UK: Are Expenses Incurred During Negotiation Of A Pirate Ransom Recoverable In General Average?

In The Longchamp [2016] EWCA Civ 708, the Court of Appeal has ruled on an issue that had not previously been considered by the English courts, namely, whether expenses incurred by a shipowner during the period of negotiation of a pirate ransom should be recoverable in general average.

Facts

The laden chemical tanker LONGCHAMP was transiting the Gulf of Aden on passage to Vietnam. The ship was subject to a pirate attack on 29 January 2009 following which she was taken, under the command of the pirates, to Eyl, Somalia.

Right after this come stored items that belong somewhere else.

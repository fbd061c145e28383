//! Static memory planner for the fixed feed-forward pipeline.
//!
//! A [`BufferPlan`] is computed once per model shape and batch size. It
//! derives tensor lifetimes, decides which producer/consumer pairs are
//! fused, and packs the materialized tensors into as few physical buffers as
//! their lifetimes allow. The physical buffers are laid out back to back in
//! a single arena, so a planned engine needs exactly one allocation.

mod assignment;
mod pipeline;

use std::fmt::Write as _;

use log::info;
use serde::{Deserialize, Serialize};

use crate::errors::{PlanError, PlanResult};
use crate::model_spec::{ModelDims, ModelSpec};

pub use assignment::{BufferId, Fusion, PhysicalBuffer, Placement};
pub use pipeline::{
    HIDDEN_ACTIVATED, HIDDEN_PRE_ACTIVATION, Lifetime, OUTPUT, OpDescriptor, OpKind, Operand,
    Pipeline, TensorDescriptor, TensorId,
};

/// Knobs of the planner.
#[derive(Debug, Clone, Copy, PartialEq, Eq, Serialize, Deserialize)]
#[serde(default)]
pub struct PlannerOptions {
    /// Fuse an elementwise operation into the write step of its producer.
    pub fuse_elementwise: bool,
}

impl Default for PlannerOptions {
    fn default() -> Self {
        Self {
            fuse_elementwise: true,
        }
    }
}

/// One execution step of a planned run: one operation, or a fused group.
#[derive(Debug, Clone, PartialEq, Eq, Serialize)]
pub struct PlanStep {
    /// Ordinals of the operations executed by this step.
    pub ops: Vec<usize>,
    /// Tensor holding the step's result.
    pub output: TensorId,
}

impl PlanStep {
    pub fn is_fused(&self) -> bool {
        self.ops.len() > 1
    }
}

/// Serializable digest of a plan, used by reports.
#[derive(Debug, Clone, PartialEq, Serialize)]
pub struct PlanSummary {
    pub batch_size: usize,
    pub buffer_count: usize,
    pub aggregate_bytes: usize,
    pub step_count: usize,
    pub fused_pairs: usize,
    pub tensors: Vec<TensorPlacement>,
}

#[derive(Debug, Clone, PartialEq, Serialize)]
pub struct TensorPlacement {
    pub name: &'static str,
    pub shape: [usize; 2],
    pub lifetime: Lifetime,
    pub placement: Placement,
}

/// Immutable mapping from tensor descriptors to physical buffers.
#[derive(Debug, Clone)]
pub struct BufferPlan {
    dims: ModelDims,
    batch_size: usize,
    options: PlannerOptions,
    pipeline: Pipeline,
    fusions: Vec<Fusion>,
    placements: Vec<Placement>,
    buffers: Vec<PhysicalBuffer>,
    steps: Vec<PlanStep>,
}

impl BufferPlan {
    /// Builds the plan with default options (fusion enabled).
    pub fn build(model: &ModelSpec, batch_size: usize) -> PlanResult<Self> {
        Self::build_with(model, batch_size, PlannerOptions::default())
    }

    pub fn build_with(
        model: &ModelSpec,
        batch_size: usize,
        options: PlannerOptions,
    ) -> PlanResult<Self> {
        Self::for_dims(model.dims(), batch_size, options)
    }

    /// Builds a plan from the layer widths alone; no parameters are needed.
    pub fn for_dims(
        dims: ModelDims,
        batch_size: usize,
        options: PlannerOptions,
    ) -> PlanResult<Self> {
        if batch_size == 0 {
            return Err(PlanError::InvalidBatchSize { batch_size });
        }

        let pipeline = Pipeline::analyze(dims, batch_size)?;
        let fusions = if options.fuse_elementwise {
            assignment::detect_fusions(&pipeline)
        } else {
            Vec::new()
        };
        let (placements, buffers) = assignment::assign_buffers(&pipeline, &fusions);
        let steps = Self::schedule(&pipeline, &fusions);

        let plan = Self {
            dims,
            batch_size,
            options,
            pipeline,
            fusions,
            placements,
            buffers,
            steps,
        };
        plan.validate()?;

        info!(
            "Planned batch {} for {}x{}x{}: {} buffers, {} bytes, {} steps",
            batch_size,
            dims.input_dim,
            dims.hidden_dim,
            dims.output_dim,
            plan.buffer_count(),
            plan.aggregate_bytes(),
            plan.step_count()
        );
        Ok(plan)
    }

    /// Groups operations into steps, merging every fused producer/consumer pair.
    fn schedule(pipeline: &Pipeline, fusions: &[Fusion]) -> Vec<PlanStep> {
        let mut steps: Vec<PlanStep> = Vec::new();
        for op in pipeline.ops() {
            let fused_with_previous = fusions.iter().any(|f| f.consumer_op == op.ordinal);
            match steps.last_mut() {
                Some(step) if fused_with_previous => {
                    step.ops.push(op.ordinal);
                    step.output = op.writes;
                }
                _ => steps.push(PlanStep {
                    ops: vec![op.ordinal],
                    output: op.writes,
                }),
            }
        }
        steps
    }

    /// Re-checks placements, the non-aliasing invariant and buffer capacities.
    pub fn validate(&self) -> PlanResult<()> {
        for tensor in self.pipeline.tensors() {
            match self.placements[tensor.id] {
                Placement::Buffer(buffer) if buffer >= self.buffers.len() => {
                    return Err(PlanError::UnknownBuffer {
                        tensor: tensor.name.to_string(),
                        buffer,
                        buffer_count: self.buffers.len(),
                    });
                }
                _ => {}
            }
        }

        let materialized: Vec<(&TensorDescriptor, BufferId)> = self
            .pipeline
            .tensors()
            .iter()
            .filter_map(|t| match self.placements[t.id] {
                Placement::Buffer(buffer) => Some((t, buffer)),
                Placement::FusedInto(_) => None,
            })
            .collect();

        for (i, &(first, buffer)) in materialized.iter().enumerate() {
            let capacity = self.buffers[buffer].elements;
            if capacity < first.elements() {
                return Err(PlanError::BufferTooSmall {
                    tensor: first.name.to_string(),
                    buffer,
                    required: first.elements(),
                    capacity,
                });
            }
            for &(second, other_buffer) in &materialized[i + 1..] {
                if buffer == other_buffer
                    && self
                        .storage_lifetime(first.id)
                        .overlaps(&self.storage_lifetime(second.id))
                {
                    return Err(PlanError::OverlappingLifetimes {
                        first: first.name.to_string(),
                        second: second.name.to_string(),
                        buffer,
                    });
                }
            }
        }
        Ok(())
    }

    /// Lifetime of the storage owned by `id`, including tensors fused into it.
    pub fn storage_lifetime(&self, id: TensorId) -> Lifetime {
        let owner = assignment::storage_owner(&self.fusions, id);
        self.pipeline
            .tensors()
            .iter()
            .filter(|t| assignment::storage_owner(&self.fusions, t.id) == owner)
            .fold(self.pipeline.tensor(owner).lifetime, |life, t| {
                life.union(&t.lifetime)
            })
    }

    pub fn dims(&self) -> ModelDims {
        self.dims
    }

    pub fn batch_size(&self) -> usize {
        self.batch_size
    }

    pub fn options(&self) -> PlannerOptions {
        self.options
    }

    pub fn pipeline(&self) -> &Pipeline {
        &self.pipeline
    }

    pub fn tensors(&self) -> &[TensorDescriptor] {
        self.pipeline.tensors()
    }

    pub fn placement(&self, id: TensorId) -> Placement {
        self.placements[id]
    }

    /// Physical buffer backing `id`, following fusion links.
    pub fn buffer_of(&self, id: TensorId) -> BufferId {
        match self.placements[assignment::storage_owner(&self.fusions, id)] {
            Placement::Buffer(buffer) => buffer,
            Placement::FusedInto(_) => unreachable!("storage owners are always materialized"),
        }
    }

    pub fn buffers(&self) -> &[PhysicalBuffer] {
        &self.buffers
    }

    pub fn buffer(&self, id: BufferId) -> &PhysicalBuffer {
        &self.buffers[id]
    }

    pub fn buffer_count(&self) -> usize {
        self.buffers.len()
    }

    /// Total arena size in `f32` elements.
    pub fn aggregate_elements(&self) -> usize {
        self.buffers.iter().map(|b| b.elements).sum()
    }

    pub fn aggregate_bytes(&self) -> usize {
        self.buffers.iter().map(PhysicalBuffer::bytes).sum()
    }

    pub fn fusions(&self) -> &[Fusion] {
        &self.fusions
    }

    pub fn steps(&self) -> &[PlanStep] {
        &self.steps
    }

    pub fn step_count(&self) -> usize {
        self.steps.len()
    }

    pub fn summary(&self) -> PlanSummary {
        PlanSummary {
            batch_size: self.batch_size,
            buffer_count: self.buffer_count(),
            aggregate_bytes: self.aggregate_bytes(),
            step_count: self.step_count(),
            fused_pairs: self.fusions.len(),
            tensors: self
                .tensors()
                .iter()
                .map(|t| TensorPlacement {
                    name: t.name,
                    shape: t.shape,
                    lifetime: t.lifetime,
                    placement: self.placements[t.id],
                })
                .collect(),
        }
    }

    /// Human-readable rendering of the plan.
    pub fn describe(&self) -> String {
        let mut out = String::new();
        let _ = writeln!(
            out,
            "Buffer plan for batch {} ({} -> {} -> {})",
            self.batch_size, self.dims.input_dim, self.dims.hidden_dim, self.dims.output_dim
        );
        for tensor in self.tensors() {
            let target = match self.placements[tensor.id] {
                Placement::Buffer(buffer) => format!("buffer {}", buffer),
                Placement::FusedInto(into) => {
                    format!("fused into {}", self.pipeline.tensor(into).name)
                }
            };
            let _ = writeln!(
                out,
                "  {:<22} {:?} live {}..={} -> {}",
                tensor.name, tensor.shape, tensor.lifetime.first, tensor.lifetime.last, target
            );
        }
        for buffer in &self.buffers {
            let tenants: Vec<&str> = buffer
                .tenants
                .iter()
                .map(|&t| self.pipeline.tensor(t).name)
                .collect();
            let _ = writeln!(
                out,
                "  buffer {}: {} elements ({:.1} KB) hosts {}",
                buffer.id,
                buffer.elements,
                buffer.bytes() as f64 / 1024.0,
                tenants.join(", ")
            );
        }
        let steps: Vec<String> = self
            .steps
            .iter()
            .map(|step| {
                step.ops
                    .iter()
                    .map(|&op| self.pipeline.ops()[op].kind.label())
                    .collect::<Vec<_>>()
                    .join("+")
            })
            .collect();
        let _ = write!(out, "  steps: {}", steps.join(", "));
        out
    }
}

#[cfg(test)]
mod tests {
    use super::*;

    fn dims() -> ModelDims {
        ModelDims::new(16, 64, 8)
    }

    #[test]
    fn test_zero_batch_is_rejected() {
        let result = BufferPlan::for_dims(dims(), 0, PlannerOptions::default());
        assert_eq!(
            result.err(),
            Some(PlanError::InvalidBatchSize { batch_size: 0 })
        );
    }

    #[test]
    fn test_oversized_batch_is_rejected() {
        let result = BufferPlan::for_dims(
            ModelDims::new(1, usize::MAX / 2, 1),
            4,
            PlannerOptions::default(),
        );
        assert!(matches!(
            result,
            Err(PlanError::Shape(crate::errors::ShapeError::TensorTooLarge {
                tensor: HIDDEN_PRE_ACTIVATION,
                ..
            }))
        ));
    }

    #[test]
    fn test_validate_rejects_dangling_buffer() {
        let mut plan = BufferPlan::for_dims(dims(), 2, PlannerOptions::default()).unwrap();
        assert!(plan.validate().is_ok());

        plan.placements[2] = Placement::Buffer(7);
        assert_eq!(
            plan.validate(),
            Err(PlanError::UnknownBuffer {
                tensor: OUTPUT.to_string(),
                buffer: 7,
                buffer_count: 2,
            })
        );
    }

    #[test]
    fn test_fused_schedule() {
        let plan = BufferPlan::for_dims(dims(), 4, PlannerOptions::default()).unwrap();

        assert_eq!(plan.step_count(), 2);
        assert!(plan.steps()[0].is_fused());
        assert_eq!(plan.steps()[0].ops, vec![0, 1]);
        assert_eq!(plan.steps()[0].output, 1);
        assert_eq!(plan.steps()[1].ops, vec![2]);
        assert_eq!(plan.buffer_of(0), plan.buffer_of(1));
        assert_ne!(plan.buffer_of(1), plan.buffer_of(2));
        assert_eq!(plan.storage_lifetime(0), Lifetime::new(0, 2));
        assert_eq!(plan.aggregate_bytes(), (4 * 64 + 4 * 8) * 4);
    }

    #[test]
    fn test_unfused_schedule() {
        let options = PlannerOptions {
            fuse_elementwise: false,
        };
        let plan = BufferPlan::for_dims(dims(), 4, options).unwrap();

        assert_eq!(plan.step_count(), 3);
        assert!(plan.steps().iter().all(|s| !s.is_fused()));
        assert_eq!(plan.buffer_count(), 2);
        assert_eq!(plan.buffer_of(0), plan.buffer_of(2));
        assert_eq!(plan.aggregate_bytes(), 2 * 4 * 64 * 4);
    }

    #[test]
    fn test_plan_is_deterministic() {
        let a = BufferPlan::for_dims(dims(), 3, PlannerOptions::default()).unwrap();
        let b = BufferPlan::for_dims(dims(), 3, PlannerOptions::default()).unwrap();
        assert_eq!(a.summary(), b.summary());
        assert_eq!(a.buffers(), b.buffers());
    }

    #[test]
    fn test_describe_mentions_every_tensor() {
        let plan = BufferPlan::for_dims(dims(), 2, PlannerOptions::default()).unwrap();
        let text = plan.describe();
        assert!(text.contains(HIDDEN_PRE_ACTIVATION));
        assert!(text.contains("fused into hidden_activated"));
        assert!(text.contains("steps: affine1+activation, affine2"));
    }
}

The owners immediately formed a crisis team and, within a day, the pirate negotiator had made an initial ransom demand of US$6,000,000. This was countered with an offer from the owners of US$373,000. The day following Owners' initial offer of payment of a ransom demand, Owners declared General Average. A payment of US$1,850,000 was finally made on 22 March after a 51 day negotiation period.

The owners claimed the operating costs (which included crew wages/bonuses, media crisis response services and bunkers) for the period of time the ship was seized as substituted expenses in general average under Rule F of the York-Antwerp Rules 1974 (as incorporated into the contract of carriage), which states:

"Any extra expense incurred in place of another expense which would have been allowable as general average shall be deemed to be general average and so allowed without regard to the saving, if any, to other interests, but only up to the amount of the general average expense avoided."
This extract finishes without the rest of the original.